In any of these examples, appropriate documentation will be critical to ensure that providers and suppliers receive proper payment as well as avoid regulatory scrutiny while operating under these Waivers. The CMS and other regulatory bodies may audit and review practices during and immediately following the pandemic to ensure that original regulations are being followed. Routine monitoring will assist with compliance efforts.

Time is of the essence, and documenting actions and temporary procedures while memories are still fresh are essential to recording actions the organization has taken during the crisis.

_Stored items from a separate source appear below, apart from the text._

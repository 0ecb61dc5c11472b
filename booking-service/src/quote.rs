//! Price estimation for a booking draft.
//!
//! One-time bookings cost `hourly × hours`. Date-range bookings cost
//! `visit days × hourly × hours`, where the visit days are the dates between
//! start and end (inclusive) whose weekday is one of the selected days.

use std::collections::{BTreeSet, HashMap};

use chrono::{Datelike, NaiveDate, NaiveTime};
use rust_decimal::Decimal;
use serde::{Deserialize, Serialize};
use thiserror::Error;
use tracing::{debug, info};

use crate::api::{ApiError, ServicesApi};
use crate::models::{BookingDraft, BookingType, ExactServiceQuote, ScheduleDetails};
use crate::pricing::{PriceCondition, format_aud, get_price_condition};
use crate::validation::MAX_SERVICE_HOURS;

#[derive(Debug, Error)]
pub enum PricingError {
    #[error("Please select a service first")]
    MissingService,

    #[error("Please enter the state of the service address")]
    MissingState,

    #[error("Please select {0}")]
    MissingField(&'static str),

    #[error("The end date must be on or after the start date")]
    InvalidRange,

    #[error("None of the selected days fall between the start and end dates")]
    NoMatchingDays,

    #[error("Service hours cannot exceed {} per day", MAX_SERVICE_HOURS)]
    TooManyHours,

    #[error("The total for this booking is too large to calculate. Please request a quotation")]
    TotalTooLarge,

    #[error(transparent)]
    Lookup(#[from] ApiError),
}

impl PricingError {
    pub fn user_message(&self) -> String {
        match self {
            Self::Lookup(e) => e.user_message(),
            other => other.to_string(),
        }
    }
}

/// Everything the catalogue needs to resolve an exact service record
#[derive(Debug, Clone, PartialEq, Eq, Hash, Serialize, Deserialize)]
pub struct PriceLookup {
    pub service_id: String,
    pub date: NaiveDate,
    pub time: NaiveTime,
    pub state: String,
}

impl PriceLookup {
    pub fn cache_key(&self) -> String {
        format!(
            "{}|{}|{}|{}",
            self.service_id,
            self.date,
            self.time.format("%H:%M"),
            self.state
        )
    }
}

/// Check the draft has what a price lookup needs. Date-range bookings are
/// looked up on their start date.
pub fn price_lookup(draft: &BookingDraft) -> Result<PriceLookup, PricingError> {
    let service_id = draft.service_id.trim();
    if service_id.is_empty() {
        return Err(PricingError::MissingService);
    }
    let state = draft.address.state.trim();
    if state.is_empty() {
        return Err(PricingError::MissingState);
    }

    let schedule = &draft.schedule;
    let date = match schedule.booking_type {
        BookingType::OneTime => schedule
            .date
            .ok_or(PricingError::MissingField("a service date"))?,
        BookingType::DateRange => {
            let start = schedule
                .start_date
                .ok_or(PricingError::MissingField("a start date"))?;
            let end = schedule
                .end_date
                .ok_or(PricingError::MissingField("an end date"))?;
            if end < start {
                return Err(PricingError::InvalidRange);
            }
            if schedule.selected_days.is_empty() {
                return Err(PricingError::MissingField("at least one service day"));
            }
            start
        }
    };
    let time = schedule
        .time
        .ok_or(PricingError::MissingField("a start time"))?;
    positive_hours(schedule)?;

    Ok(PriceLookup {
        service_id: service_id.to_string(),
        date,
        time,
        state: state.to_string(),
    })
}

fn positive_hours(schedule: &ScheduleDetails) -> Result<Decimal, PricingError> {
    match schedule.service_hours {
        Some(hours) if hours > MAX_SERVICE_HOURS => Err(PricingError::TooManyHours),
        Some(hours) if hours > Decimal::ZERO => Ok(hours),
        _ => Err(PricingError::MissingField("the number of service hours")),
    }
}

/// Count the dates from `start` to `end` inclusive whose weekday index
/// (0 = Sunday) is in `days`.
pub fn count_matching_days(start: NaiveDate, end: NaiveDate, days: &BTreeSet<u8>) -> u32 {
    start
        .iter_days()
        .take_while(|date| *date <= end)
        .filter(|date| days.contains(&(date.weekday().num_days_from_sunday() as u8)))
        .count() as u32
}

/// Result of a price calculation
#[derive(Debug, Clone, PartialEq, Serialize, Deserialize)]
#[serde(tag = "kind", rename_all = "camelCase")]
pub enum PriceEstimate {
    #[serde(rename_all = "camelCase")]
    Priced {
        quote: ExactServiceQuote,
        condition: PriceCondition,
        hourly_price: Decimal,
        service_hours: Decimal,
        billable_days: u32,
        total: Decimal,
    },
    /// No fixed price: submission will ask the provider for a quotation
    #[serde(rename_all = "camelCase")]
    QuotationRequired {
        quote: Option<ExactServiceQuote>,
        condition: PriceCondition,
    },
}

impl PriceEstimate {
    pub fn total(&self) -> Option<Decimal> {
        match self {
            Self::Priced { total, .. } => Some(*total),
            Self::QuotationRequired { .. } => None,
        }
    }

    pub fn hourly_price(&self) -> Option<Decimal> {
        match self {
            Self::Priced { hourly_price, .. } => Some(*hourly_price),
            Self::QuotationRequired { .. } => None,
        }
    }

    pub fn condition(&self) -> PriceCondition {
        match self {
            Self::Priced { condition, .. } | Self::QuotationRequired { condition, .. } => {
                *condition
            }
        }
    }

    pub fn quote(&self) -> Option<&ExactServiceQuote> {
        match self {
            Self::Priced { quote, .. } => Some(quote),
            Self::QuotationRequired { quote, .. } => quote.as_ref(),
        }
    }

    pub fn requires_quotation(&self) -> bool {
        matches!(self, Self::QuotationRequired { .. })
    }

    pub fn display_total(&self) -> String {
        match self.total() {
            Some(total) => format_aud(Some(total)),
            None => "Quote required".to_string(),
        }
    }
}

/// Turn the catalogue's answer into an estimate for the draft's schedule.
pub fn estimate_from_quote(
    schedule: &ScheduleDetails,
    lookup: &PriceLookup,
    quote: Option<ExactServiceQuote>,
) -> Result<PriceEstimate, PricingError> {
    let condition = get_price_condition(lookup.date, lookup.time);
    let hourly_price = quote.as_ref().and_then(ExactServiceQuote::hourly_price);
    let (quote, hourly_price) = match (quote, hourly_price) {
        (Some(quote), Some(price)) => (quote, price),
        (quote, _) => return Ok(PriceEstimate::QuotationRequired { quote, condition }),
    };

    let service_hours = positive_hours(schedule)?;
    let billable_days = match schedule.booking_type {
        BookingType::OneTime => 1,
        BookingType::DateRange => {
            let end = schedule
                .end_date
                .ok_or(PricingError::MissingField("an end date"))?;
            count_matching_days(lookup.date, end, &schedule.selected_days)
        }
    };
    if billable_days == 0 {
        return Err(PricingError::NoMatchingDays);
    }

    let total = Decimal::from(billable_days)
        .checked_mul(hourly_price)
        .and_then(|subtotal| subtotal.checked_mul(service_hours))
        .ok_or(PricingError::TotalTooLarge)?;
    Ok(PriceEstimate::Priced {
        quote,
        condition,
        hourly_price,
        service_hours,
        billable_days,
        total,
    })
}

/// Catalogue answers already fetched during one wizard session
#[derive(Debug, Clone, Default, Serialize, Deserialize)]
pub struct QuoteCache {
    entries: HashMap<String, Option<ExactServiceQuote>>,
}

impl QuoteCache {
    pub fn get(&self, lookup: &PriceLookup) -> Option<&Option<ExactServiceQuote>> {
        self.entries.get(&lookup.cache_key())
    }

    pub fn insert(&mut self, lookup: &PriceLookup, quote: Option<ExactServiceQuote>) {
        self.entries.insert(lookup.cache_key(), quote);
    }

    pub fn len(&self) -> usize {
        self.entries.len()
    }

    pub fn is_empty(&self) -> bool {
        self.entries.is_empty()
    }
}

/// Calculate the price of a draft, consulting the catalogue only for
/// lookups not already in `cache`.
pub async fn estimate_price(
    api: &dyn ServicesApi,
    draft: &BookingDraft,
    cache: &mut QuoteCache,
) -> Result<PriceEstimate, PricingError> {
    let lookup = price_lookup(draft)?;

    let quote = match cache.get(&lookup) {
        Some(hit) => {
            debug!(key = %lookup.cache_key(), "price lookup served from session cache");
            hit.clone()
        }
        None => {
            info!(
                service_id = %lookup.service_id,
                date = %lookup.date,
                state = %lookup.state,
                "looking up exact service price"
            );
            let fetched = api
                .find_service_by_id(&lookup.service_id, lookup.date, lookup.time, &lookup.state)
                .await?;
            cache.insert(&lookup, fetched.clone());
            fetched
        }
    };

    estimate_from_quote(&draft.schedule, &lookup, quote)
}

Here are six key actions that can be taken to help maintain proper documentation and tell a meaningful COVID-19 story:

  1. Document the overall COVID-19 response plan now or as soon as possible to ensure it captures all actions taken by the organization. (To learn more about the information to be maintained and critical success factors, see the Protiviti blog post FEMA Funding $$$$ Beginning With the End in Mind: COVID-19 Efforts).
  2. Confirm that the organization’s COVID-19 response committee or task force includes members from the compliance, internal audit and legal teams to ensure the appropriate interpretation of the Waivers (for example, federal licensure flexibilities might not align with state licensure requirements) and the necessary controls are in place.
  3. Track the 1135 Waivers and those that are utilized. Include an explanation of why standard compliance with regulations cannot be carried out during this period, temporary protocols to meet the relaxed requirements, time frames and a communications plan for how to ensure that they are operationalized. For instance, OIG has announced that anti-kickback regulation modifications began April 3, 2020, unlike the CMS Stark blanket waiver guidance of March 1, 2020. CMS updates its Waivers frequently, so visit the CMS website daily.
  4. Determine whether any Waivers that are outside of the blanket Waivers are needed and document why. Contact the CMS as soon as possible to obtain approval for the special waiver 1135 Waiver Requests.
  5. Set up flags within electronic health records for those cases related to COVID-19 to ensure review of proper documentation and coding. Many organizations have instituted billing holds as well as second and even third levels of review prior to billing.
  6. Explain the process and dates for discontinuing the Waivers when the pandemic is deemed over, or the time limit for a specific waiver expires. For instance, the waiver related to certain HIPAA requirements lasts for up to 72 hours from the time the hospital implements its disaster protocol.